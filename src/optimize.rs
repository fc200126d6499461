//! Nested single-point optimization for knowledge-gradient baselines
//!
//! Knowledge-gradient acquisition needs the current best achievable value
//! under the model. This module builds a surrogate acquisition (posterior
//! mean for scalarized objectives, simple regret with a sampler for Monte
//! Carlo objectives), optionally pins a subset of input dimensions, rewrites
//! linear constraints into the sparse per-row form the external optimizer
//! consumes, and invokes that optimizer for a single best point.

use std::collections::BTreeMap;

use ndarray::{Array1, Array2, Axis};
use serde::{Deserialize, Serialize};

use crate::error::{AcqError, Result};
use crate::model::Model;
use crate::objective::Objective;
use crate::sampling::Sampler;

/// Line-search method requested from the external optimizer.
#[derive(Debug, Clone, Copy, PartialEq, Eq, Default, Serialize, Deserialize)]
pub enum LineSearchMethod {
    #[default]
    LbfgsB,
    Slsqp,
}

impl std::fmt::Display for LineSearchMethod {
    fn fmt(&self, f: &mut std::fmt::Formatter<'_>) -> std::fmt::Result {
        match self {
            LineSearchMethod::LbfgsB => f.write_str("L-BFGS-B"),
            LineSearchMethod::Slsqp => f.write_str("SLSQP"),
        }
    }
}

/// Numeric options forwarded to the external optimizer.
#[derive(Debug, Clone, PartialEq, Serialize, Deserialize)]
pub struct OptimizerOptions {
    pub num_restarts: usize,
    pub raw_samples: usize,
    pub batch_limit: usize,
    pub maxiter: usize,
    pub nonnegative: bool,
    pub method: LineSearchMethod,
}

impl Default for OptimizerOptions {
    fn default() -> Self {
        Self {
            num_restarts: 60,
            raw_samples: 1024,
            batch_limit: 8,
            maxiter: 200,
            nonnegative: false,
            method: LineSearchMethod::LbfgsB,
        }
    }
}

/// Acquisition surrogate optimized in the nested problem.
#[derive(Debug, Clone, PartialEq, Serialize, Deserialize)]
pub enum SurrogateAcqf {
    /// Analytic path for scalarizing objectives.
    PosteriorMean { objective: Objective },
    /// Monte Carlo path: simple regret under a sampler.
    SimpleRegret {
        objective: Objective,
        sampler: Sampler,
    },
}

/// Input dimensions held fixed during the nested optimization.
#[derive(Debug, Clone, PartialEq, Serialize, Deserialize)]
pub struct FixedFeatures {
    pub columns: Vec<usize>,
    pub values: Vec<f64>,
}

/// One linear inequality in sparse form: `sum_j coefficients[j] *
/// x[indices[j]] >= rhs`.
#[derive(Debug, Clone, PartialEq, Serialize, Deserialize)]
pub struct SparseInequality {
    pub indices: Vec<usize>,
    pub coefficients: Vec<f64>,
    pub rhs: f64,
}

/// Full request handed to the external single-best-point optimizer.
#[derive(Debug, Clone)]
pub struct OptimizeRequest {
    pub acqf: SurrogateAcqf,
    /// Bounds over the free dimensions, `2 x d_free` (row 0 lower, row 1 upper).
    pub bounds: Array2<f64>,
    /// Dimensions excluded from `bounds` and held fixed inside the surrogate.
    pub fixed_features: Option<FixedFeatures>,
    pub q: usize,
    pub num_restarts: usize,
    pub raw_samples: usize,
    pub batch_limit: usize,
    pub maxiter: usize,
    pub nonnegative: bool,
    pub method: LineSearchMethod,
    pub inequality_constraints: Option<Vec<SparseInequality>>,
}

/// External numerical optimizer entry point.
pub trait CandidateOptimizer {
    /// Optimize the surrogate acquisition, returning candidate points
    /// (`q x d_free`) and their acquisition values (`q`).
    fn optimize_acqf(
        &self,
        model: &dyn Model,
        request: &OptimizeRequest,
    ) -> Result<(Array2<f64>, Array1<f64>)>;
}

/// Knobs for [`optimize_objective`] beyond model/objective/bounds.
#[derive(Debug, Clone)]
pub struct ObjectiveOptimizationConfig {
    /// Linear constraints `A x <= b` over the input space.
    pub linear_constraints: Option<(Array2<f64>, Array1<f64>)>,
    /// Feature assignments held fixed during generation.
    pub fixed_features: Option<BTreeMap<usize, f64>>,
    pub qmc: bool,
    pub mc_samples: usize,
    pub seed_inner: Option<u64>,
    pub options: OptimizerOptions,
}

impl Default for ObjectiveOptimizationConfig {
    fn default() -> Self {
        Self {
            linear_constraints: None,
            fixed_features: None,
            qmc: true,
            mc_samples: 512,
            seed_inner: None,
            options: OptimizerOptions::default(),
        }
    }
}

/// Optimize an objective under the given model for a single best point.
///
/// `bounds` is `2 x d` with lower bounds in row 0 and upper bounds in
/// row 1. Returns the best input location and its objective value.
pub fn optimize_objective(
    model: &dyn Model,
    optimizer: &dyn CandidateOptimizer,
    objective: &Objective,
    bounds: &Array2<f64>,
    q: usize,
    config: &ObjectiveOptimizationConfig,
) -> Result<(Array1<f64>, f64)> {
    if bounds.nrows() != 2 {
        return Err(AcqError::UnsupportedShape(format!(
            "bounds must be 2 x d, got {} rows",
            bounds.nrows()
        )));
    }

    let acqf = if objective.is_scalarizing() {
        SurrogateAcqf::PosteriorMean {
            objective: objective.clone(),
        }
    } else {
        SurrogateAcqf::SimpleRegret {
            objective: objective.clone(),
            sampler: Sampler::inner_sampler(config.mc_samples, config.qmc, config.seed_inner),
        }
    };

    let (free_bounds, fixed) = match &config.fixed_features {
        Some(assignments) if !assignments.is_empty() => {
            if let Some(&bad) = assignments.keys().find(|&&d| d >= bounds.ncols()) {
                return Err(AcqError::UnsupportedConfiguration(format!(
                    "fixed feature {bad} out of range for {}-dimensional bounds",
                    bounds.ncols()
                )));
            }
            let free_dims: Vec<usize> = (0..bounds.ncols())
                .filter(|d| !assignments.contains_key(d))
                .collect();
            let fixed = FixedFeatures {
                columns: assignments.keys().copied().collect(),
                values: assignments.values().copied().collect(),
            };
            (bounds.select(Axis(1), &free_dims), Some(fixed))
        }
        _ => (bounds.clone(), None),
    };

    let inequality_constraints = config
        .linear_constraints
        .as_ref()
        .map(|(a, b)| sparsify_linear_constraints(a, b))
        .transpose()?;

    let request = OptimizeRequest {
        acqf,
        bounds: free_bounds,
        fixed_features: fixed,
        q,
        num_restarts: config.options.num_restarts,
        raw_samples: config.options.raw_samples,
        batch_limit: config.options.batch_limit,
        maxiter: config.options.maxiter,
        nonnegative: config.options.nonnegative,
        method: config.options.method,
        inequality_constraints,
    };

    let (points, values) = optimizer.optimize_acqf(model, &request)?;
    if points.nrows() == 0 || values.is_empty() {
        return Err(AcqError::UnsupportedConfiguration(
            "optimizer returned no candidates".to_string(),
        ));
    }

    let best = values
        .iter()
        .enumerate()
        .max_by(|(_, a), (_, b)| a.total_cmp(b))
        .map(|(i, _)| i)
        .unwrap_or(0);
    Ok((points.row(best).to_owned(), values[best]))
}

/// Rewrite dense `A x <= b` into sparse per-row `(indices, coefficients,
/// rhs)` form with the optimizer's `>=` sign convention.
pub fn sparsify_linear_constraints(
    a: &Array2<f64>,
    b: &Array1<f64>,
) -> Result<Vec<SparseInequality>> {
    if a.nrows() != b.len() {
        return Err(AcqError::UnsupportedShape(format!(
            "constraint matrix has {} rows but rhs has {} entries",
            a.nrows(),
            b.len()
        )));
    }
    Ok(a.rows()
        .into_iter()
        .zip(b.iter())
        .map(|(row, &rhs)| {
            let indices: Vec<usize> = row
                .iter()
                .enumerate()
                .filter_map(|(j, &c)| (c != 0.0).then_some(j))
                .collect();
            let coefficients = indices.iter().map(|&j| -row[j]).collect();
            SparseInequality {
                indices,
                coefficients,
                rhs: -rhs,
            }
        })
        .collect())
}

#[cfg(test)]
mod tests {
    use super::*;
    use crate::model::test_support::FixedMeanModel;
    use ndarray::{arr1, arr2};
    use std::cell::RefCell;

    /// Optimizer stub that records the request and returns fixed candidates.
    struct RecordingOptimizer {
        request: RefCell<Option<OptimizeRequest>>,
        points: Array2<f64>,
        values: Array1<f64>,
    }

    impl RecordingOptimizer {
        fn returning(points: Array2<f64>, values: Array1<f64>) -> Self {
            Self {
                request: RefCell::new(None),
                points,
                values,
            }
        }
    }

    impl CandidateOptimizer for RecordingOptimizer {
        fn optimize_acqf(
            &self,
            _model: &dyn Model,
            request: &OptimizeRequest,
        ) -> Result<(Array2<f64>, Array1<f64>)> {
            *self.request.borrow_mut() = Some(request.clone());
            Ok((self.points.clone(), self.values.clone()))
        }
    }

    fn model() -> FixedMeanModel {
        FixedMeanModel {
            mean: arr2(&[[0.0]]),
        }
    }

    #[test]
    fn test_surrogate_selection_by_objective_kind() {
        let optimizer =
            RecordingOptimizer::returning(arr2(&[[0.5, 0.5]]), arr1(&[1.0]));
        let bounds = arr2(&[[0.0, 0.0], [1.0, 1.0]]);

        let scalarized = Objective::scalarized(arr1(&[1.0, -1.0]));
        optimize_objective(
            &model(),
            &optimizer,
            &scalarized,
            &bounds,
            1,
            &ObjectiveOptimizationConfig::default(),
        )
        .expect("optimizer returns a candidate");
        let request = optimizer.request.borrow().clone().expect("recorded");
        assert!(matches!(request.acqf, SurrogateAcqf::PosteriorMean { .. }));

        optimize_objective(
            &model(),
            &optimizer,
            &Objective::Identity,
            &bounds,
            1,
            &ObjectiveOptimizationConfig::default(),
        )
        .expect("optimizer returns a candidate");
        let request = optimizer.request.borrow().clone().expect("recorded");
        match request.acqf {
            SurrogateAcqf::SimpleRegret { sampler, .. } => {
                assert!(sampler.is_qmc());
                assert_eq!(sampler.num_samples(), 512);
            }
            other => panic!("expected simple regret surrogate, got {other:?}"),
        }
    }

    #[test]
    fn test_default_numeric_options_forwarded() {
        let optimizer = RecordingOptimizer::returning(arr2(&[[0.5]]), arr1(&[1.0]));
        let bounds = arr2(&[[0.0], [1.0]]);
        optimize_objective(
            &model(),
            &optimizer,
            &Objective::Identity,
            &bounds,
            1,
            &ObjectiveOptimizationConfig::default(),
        )
        .expect("optimizer returns a candidate");
        let request = optimizer.request.borrow().clone().expect("recorded");
        assert_eq!(request.num_restarts, 60);
        assert_eq!(request.raw_samples, 1024);
        assert_eq!(request.batch_limit, 8);
        assert_eq!(request.maxiter, 200);
        assert!(!request.nonnegative);
        assert_eq!(request.method, LineSearchMethod::LbfgsB);
        assert_eq!(request.method.to_string(), "L-BFGS-B");
    }

    #[test]
    fn test_fixed_features_restrict_bounds() {
        let optimizer = RecordingOptimizer::returning(arr2(&[[0.5]]), arr1(&[1.0]));
        let bounds = arr2(&[[0.0, -1.0, 0.0], [1.0, 2.0, 1.0]]);
        let config = ObjectiveOptimizationConfig {
            fixed_features: Some([(1, 0.25)].into_iter().collect()),
            ..Default::default()
        };
        optimize_objective(&model(), &optimizer, &Objective::Identity, &bounds, 1, &config)
            .expect("optimizer returns a candidate");
        let request = optimizer.request.borrow().clone().expect("recorded");
        assert_eq!(request.bounds, arr2(&[[0.0, 0.0], [1.0, 1.0]]));
        let fixed = request.fixed_features.expect("fixed features forwarded");
        assert_eq!(fixed.columns, vec![1]);
        assert_eq!(fixed.values, vec![0.25]);
    }

    #[test]
    fn test_fixed_feature_out_of_range() {
        let optimizer = RecordingOptimizer::returning(arr2(&[[0.5]]), arr1(&[1.0]));
        let bounds = arr2(&[[0.0], [1.0]]);
        let config = ObjectiveOptimizationConfig {
            fixed_features: Some([(3, 0.5)].into_iter().collect()),
            ..Default::default()
        };
        let result =
            optimize_objective(&model(), &optimizer, &Objective::Identity, &bounds, 1, &config);
        assert!(matches!(
            result,
            Err(AcqError::UnsupportedConfiguration(_))
        ));
    }

    #[test]
    fn test_linear_constraints_sparsified() {
        // x_0 + 2 x_2 <= 3 over a 3-dimensional space.
        let a = arr2(&[[1.0, 0.0, 2.0]]);
        let b = arr1(&[3.0]);
        let rows = sparsify_linear_constraints(&a, &b).expect("shapes match");
        assert_eq!(rows.len(), 1);
        assert_eq!(rows[0].indices, vec![0, 2]);
        assert_eq!(rows[0].coefficients, vec![-1.0, -2.0]);
        assert_eq!(rows[0].rhs, -3.0);
    }

    #[test]
    fn test_best_candidate_returned() {
        let optimizer = RecordingOptimizer::returning(
            arr2(&[[0.1], [0.9], [0.5]]),
            arr1(&[1.0, 5.0, 3.0]),
        );
        let bounds = arr2(&[[0.0], [1.0]]);
        let (point, value) = optimize_objective(
            &model(),
            &optimizer,
            &Objective::Identity,
            &bounds,
            1,
            &ObjectiveOptimizationConfig::default(),
        )
        .expect("optimizer returns candidates");
        assert_eq!(point, arr1(&[0.9]));
        assert_eq!(value, 5.0);
    }

    #[test]
    fn test_malformed_bounds_rejected() {
        let optimizer = RecordingOptimizer::returning(arr2(&[[0.5]]), arr1(&[1.0]));
        let bounds = arr2(&[[0.0]]);
        let result = optimize_objective(
            &model(),
            &optimizer,
            &Objective::Identity,
            &bounds,
            1,
            &ObjectiveOptimizationConfig::default(),
        );
        assert!(matches!(result, Err(AcqError::UnsupportedShape(_))));
    }
}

WHAT TO DO — Extract exactly the leading lines of the data, stopping at and including the line with "input dimensions, rewrites".

RESULT BELOW —
filename src/optimize.rs
repository fc200126d6499461
//! Nested single-point optimization for knowledge-gradient baselines
//!
//! Knowledge-gradient acquisition needs the current best achievable value
//! under the model. This module builds a surrogate acquisition (posterior
//! mean for scalarized objectives, simple regret with a sampler for Monte
//! Carlo objectives), optionally pins a subset of input dimensions, rewrites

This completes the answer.